# Treiber für CP5611



## david.ka (13 November 2006)

Hallo,

ich würde gerne die CP5611 ohne Simatic Software nutzen.
möchte den DAServer von Wonderware benutzen.

mein System erkennt aber leider die Karte nicht. gibt es einen Treiber für diese Karte? also, ohne dass ich Step7 oder eine andere Simatic Software mitinstallieren muss?

danke.

Grüße
David


----------



## Rainer Hönle (13 November 2006)

Soweit ich weiß, geht hier nichts ohne Siemens (und wenn doch würde mich das auch brennend interessieren ). Treiber für die 5611 bringen z.B. Softnet PB (kostenpflichtig) oder Step 7 Mini (kostenlos) mit.


----------



## logologo_de (21 März 2020)

Hi Zusammen,

ich bräuchte für die cp5611 einen Windows 7 Treiber 64 Bit.
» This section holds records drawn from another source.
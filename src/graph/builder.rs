use std::collections::{BTreeMap, BTreeSet, HashMap};
use std::sync::{Arc, Mutex, MutexGuard, PoisonError};

use rayon::prelude::*;

use crate::error::{CompilationError, GraphError, ResolutionFailure};
use crate::function::{FunctionRepository, MARKET_DATA_FUNCTION_ID};
use crate::graph::{DependencyGraph, NodeArena, NodeId, PruneReport};
use crate::market_data::MarketDataProvider;
use crate::resolver::{FunctionResolver, ResolutionCandidate};
use crate::value::{ComputationTargetSpecification, ValueRequirement, ValueSpecification};

const DEFAULT_MAX_DEPTH: usize = 64;

/// Everything graph construction reads from: the function catalog, the
/// resolver ordering its functions, and the market data source deciding which
/// requirements become leaves.
pub struct CompilationContext {
    functions: Arc<FunctionRepository>,
    resolver: Arc<FunctionResolver>,
    market_data: Arc<dyn MarketDataProvider>,
    max_depth: usize,
}

impl CompilationContext {
    pub fn new(
        functions: Arc<FunctionRepository>,
        resolver: Arc<FunctionResolver>,
        market_data: Arc<dyn MarketDataProvider>,
    ) -> Self {
        Self {
            functions,
            resolver,
            market_data,
            max_depth: DEFAULT_MAX_DEPTH,
        }
    }

    /// Bounds the length of a requirement chain.
    pub fn with_max_depth(mut self, max_depth: usize) -> Self {
        self.max_depth = max_depth;
        self
    }

    pub fn functions(&self) -> &Arc<FunctionRepository> {
        &self.functions
    }

    pub fn resolver(&self) -> &Arc<FunctionResolver> {
        &self.resolver
    }

    pub fn market_data(&self) -> &Arc<dyn MarketDataProvider> {
        &self.market_data
    }
}

pub struct GraphBuildOutcome {
    pub graph: DependencyGraph,
    /// Requirements which could not be resolved. The rest of the graph is
    /// still usable.
    pub failures: Vec<ResolutionFailure>,
    pub prune: PruneReport,
}

type ProducedKey = (String, ComputationTargetSpecification);
type Resolution = Result<(NodeId, ValueSpecification), ResolutionFailure>;

#[derive(Default)]
struct BuildState {
    nodes: BTreeSet<NodeId>,
    terminal: Vec<(ValueRequirement, NodeId, ValueSpecification)>,
    failures: Vec<ResolutionFailure>,
    /// Outputs whose inputs have been resolved, by value name and target.
    produced: HashMap<ProducedKey, Vec<(ValueSpecification, NodeId)>>,
    /// Fully wired nodes, by target and parameterized function id.
    by_function: HashMap<(ComputationTargetSpecification, String), NodeId>,
}

impl BuildState {
    fn index(&mut self, node: NodeId, outputs: impl IntoIterator<Item = ValueSpecification>) {
        for output in outputs {
            let key = (output.value_name().to_string(), output.target().clone());
            let entry = self.produced.entry(key).or_default();
            if !entry.iter().any(|(spec, _)| *spec == output) {
                entry.push((output, node));
            }
        }
    }

    fn find(&self, requirement: &ValueRequirement) -> Option<(NodeId, ValueSpecification)> {
        let key = (
            requirement.value_name().to_string(),
            requirement.target().clone(),
        );
        self.produced
            .get(&key)?
            .iter()
            .find(|(spec, _)| spec.satisfies(requirement))
            .map(|(spec, node)| (*node, spec.clone()))
    }
}

/// Builds one dependency graph by walking backward from the requested values.
///
/// Requirements can be added from several threads at once. Nodes become
/// visible for reuse only after they are fully wired, so two threads racing
/// for the same function on the same target may both create a node; the
/// duplicates are merged when the graph is built. A function whose outputs
/// depend on each other ends up on separate nodes, which are never merged.
pub struct DependencyGraphBuilder {
    name: String,
    context: Arc<CompilationContext>,
    arena: Arc<NodeArena>,
    state: Mutex<BuildState>,
}

impl DependencyGraphBuilder {
    pub fn new(name: impl Into<String>, context: Arc<CompilationContext>) -> Self {
        Self::with_arena(name, context, Arc::new(NodeArena::new()))
    }

    /// Builds into an existing arena, sharing its nodes with other graphs.
    pub fn with_arena(
        name: impl Into<String>,
        context: Arc<CompilationContext>,
        arena: Arc<NodeArena>,
    ) -> Self {
        Self {
            name: name.into(),
            context,
            arena,
            state: Mutex::default(),
        }
    }

    fn state(&self) -> MutexGuard<'_, BuildState> {
        self.state.lock().unwrap_or_else(PoisonError::into_inner)
    }

    /// Resolves a requirement and marks the result as a terminal output.
    /// Returns whether it resolved; failures are kept for the build outcome.
    pub fn add_target(&self, requirement: ValueRequirement) -> Result<bool, GraphError> {
        let mut stack = Vec::new();

        match self.resolve(&requirement, &mut stack)? {
            Ok((node, spec)) => {
                tracing::debug!("resolved {} to {}", requirement, spec);
                self.state().terminal.push((requirement, node, spec));
                Ok(true)
            }
            Err(failure) => {
                tracing::warn!("{}", failure);
                self.state().failures.push(failure);
                Ok(false)
            }
        }
    }

    pub fn add_targets(
        &self,
        requirements: impl IntoIterator<Item = ValueRequirement>,
    ) -> Result<usize, GraphError> {
        let mut resolved = 0;
        for requirement in requirements {
            if self.add_target(requirement)? {
                resolved += 1;
            }
        }
        Ok(resolved)
    }

    /// Like [`add_targets`](Self::add_targets), resolving on the current rayon
    /// pool.
    pub fn add_targets_parallel(&self, requirements: Vec<ValueRequirement>) -> Result<usize, GraphError> {
        let resolved = requirements
            .into_par_iter()
            .map(|requirement| self.add_target(requirement))
            .collect::<Result<Vec<bool>, GraphError>>()?;

        Ok(resolved.into_iter().filter(|ok| *ok).count())
    }

    fn resolve(
        &self,
        requirement: &ValueRequirement,
        stack: &mut Vec<ValueRequirement>,
    ) -> Result<Resolution, GraphError> {
        if stack.contains(requirement) {
            return Ok(Err(ResolutionFailure::Cycle(requirement.clone())));
        }
        if stack.len() >= self.context.max_depth {
            return Ok(Err(ResolutionFailure::TooDeep(requirement.clone())));
        }

        if let Some(found) = self.state().find(requirement) {
            return Ok(Ok(found));
        }

        if let Some(available) = self.context.market_data.availability(requirement) {
            return self.add_market_data_node(available).map(Ok);
        }

        let candidates = self.context.resolver.candidates(requirement);
        if candidates.is_empty() {
            return Ok(Err(ResolutionFailure::NoFunctions(requirement.clone())));
        }

        let mut failures = Vec::new();
        for candidate in candidates {
            match self.try_candidate(requirement, candidate, stack)? {
                Ok(resolved) => return Ok(Ok(resolved)),
                Err(failure) => {
                    tracing::debug!("{}", failure);
                    failures.push(failure);
                }
            }
        }

        Ok(Err(failures.swap_remove(0)))
    }

    fn add_market_data_node(&self, available: ValueSpecification) -> Result<(NodeId, ValueSpecification), GraphError> {
        let spec = available.with_function(MARKET_DATA_FUNCTION_ID);

        let node = self.arena.add_node(spec.target().clone());
        self.arena
            .set_function(node, self.context.functions.market_data_function())?;
        self.arena.add_output_value(node, spec.clone())?;

        let mut state = self.state();
        if let Some(existing) = state.find(&spec.to_requirement()) {
            drop(state);
            self.arena.remove_node(node);
            return Ok(existing);
        }
        state.nodes.insert(node);
        state.index(node, [spec.clone()]);

        Ok((node, spec))
    }

    fn try_candidate(
        &self,
        requirement: &ValueRequirement,
        candidate: ResolutionCandidate,
        stack: &mut Vec<ValueRequirement>,
    ) -> Result<Resolution, GraphError> {
        let ResolutionCandidate {
            function,
            output,
            outputs,
        } = candidate;
        let definition = function.definition();
        let target = requirement.target();

        let Some(input_requirements) =
            definition.requirements(target, &output, function.parameters())
        else {
            return Ok(Err(ResolutionFailure::RejectedByFunction {
                requirement: requirement.clone(),
                function: function.unique_id().to_string(),
            }));
        };

        stack.push(requirement.clone());
        let mut inputs = Vec::with_capacity(input_requirements.len());
        let mut causes = Vec::new();
        for input in &input_requirements {
            match self.resolve(input, stack) {
                Ok(Ok(resolved)) => inputs.push(resolved),
                Ok(Err(failure)) => causes.push(failure),
                Err(error) => {
                    stack.pop();
                    return Err(error);
                }
            }
        }
        stack.pop();

        if !causes.is_empty() {
            return Ok(Err(ResolutionFailure::UnsatisfiedInputs {
                requirement: requirement.clone(),
                function: function.unique_id().to_string(),
                causes,
            }));
        }

        let key = (target.clone(), function.unique_id().to_string());
        // A node can take on another output only while none of the new inputs
        // depend on it.
        let reused = self.state().by_function.get(&key).copied();
        let reused = reused.filter(|node| {
            self.arena.contains(*node)
                && !inputs
                    .iter()
                    .any(|(input, _)| self.arena.reaches(*node, *input))
        });

        let node = match reused {
            Some(node) => node,
            None => {
                let node = self.arena.add_node(target.clone());
                self.arena.set_function(node, function.clone())?;
                self.arena.add_output_values(node, outputs)?;
                node
            }
        };

        for (_, input_spec) in &inputs {
            self.arena.add_input_value(node, input_spec.clone())?;
        }
        self.arena
            .add_input_nodes(node, inputs.iter().map(|(input_node, _)| *input_node))?;

        let input_values = self.arena.input_values(node)?;
        let resolved = definition.refine_result(target, &input_values, &output);
        let current = self.arena.output_values(node)?;
        if current.contains(&output) && resolved != output {
            self.arena.replace_output_value(node, &output, resolved.clone())?;
        } else if !current.contains(&resolved) {
            self.arena.add_output_value(node, resolved.clone())?;
        }

        // Only the expanded output is offered for reuse. The node's other
        // candidate outputs have not had their own inputs resolved.
        let mut state = self.state();
        state.nodes.insert(node);
        state.by_function.entry(key).or_insert(node);
        state.index(node, [resolved.clone()]);

        Ok(Ok((node, resolved)))
    }

    /// Assembles the graph: marks terminal outputs, merges duplicate nodes and
    /// prunes everything not needed by a terminal output.
    pub fn build(self) -> Result<GraphBuildOutcome, CompilationError> {
        let state = self
            .state
            .into_inner()
            .unwrap_or_else(PoisonError::into_inner);

        let mut graph = DependencyGraph::new(self.name, self.arena);
        for node in state.nodes {
            graph.insert_node(node)?;
        }

        let terminal: BTreeMap<_, _> = state
            .terminal
            .into_iter()
            .map(|(requirement, node, spec)| (requirement, (node, spec)))
            .collect();
        for (requirement, (node, spec)) in terminal {
            graph.add_terminal_output(requirement, node, spec)?;
        }

        graph.collapse_duplicates()?;
        let mut failures = state.failures;
        for requirement in graph.remove_cycles()? {
            failures.push(ResolutionFailure::Cycle(requirement));
        }
        let prune = graph.remove_unnecessary_values()?;
        graph.validate()?;

        tracing::info!(
            "compiled graph '{}': {} nodes, {} terminal outputs, {} unresolved",
            graph.name(),
            graph.len(),
            graph.terminal_outputs().len(),
            failures.len()
        );

        Ok(GraphBuildOutcome {
            graph,
            failures,
            prune,
        })
    }
}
Könnte mir den Treiber per PN zusenden,

Vielen Dank und bleibt gesund,

logologo


----------



## DeltaMikeAir (21 März 2020)

Evtl hier
https://support.industry.siemens.com/tf/ww/en/posts/drivers-cp5511/42334/?page=0&pageSize=10

oder hier:
http://deviceinbox.com/drivers/879-simatic-cp-5611-drivers.html


----------



## logologo_de (21 März 2020)

DeltaMikeAir schrieb:


> Evtl hier
> https://support.industry.siemens.com/tf/ww/en/posts/drivers-cp5511/42334/?page=0&pageSize=10
> 
> oder hier:
> http://deviceinbox.com/drivers/879-simatic-cp-5611-drivers.html



Danke perfekt


----------



## logologo_de (22 März 2020)

könnt ihr mir nochmal helfen, der Treiber lässt sich nicht installieren, freue mich auf eine grosse Unterstützung

Das ist die Karte:






Gruß logologo


----------



## DeltaMikeAir (22 März 2020)

Deine Bilder kann man nicht sehen.


----------



## logologo_de (22 März 2020)

logologo_de schrieb:


> könnt ihr mir nochmal helfen, der Treiber lässt sich nicht installieren, freue mich auf eine grosse Unterstützung
> 
> Das ist die Karte:
> 
> ...


----------



## DeltaMikeAir (22 März 2020)

Aus dem Bauch heraus würde ich sagen, du benötigst eine Simatic NET Installation. Vielleicht kann noch jemand anderer helfen


----------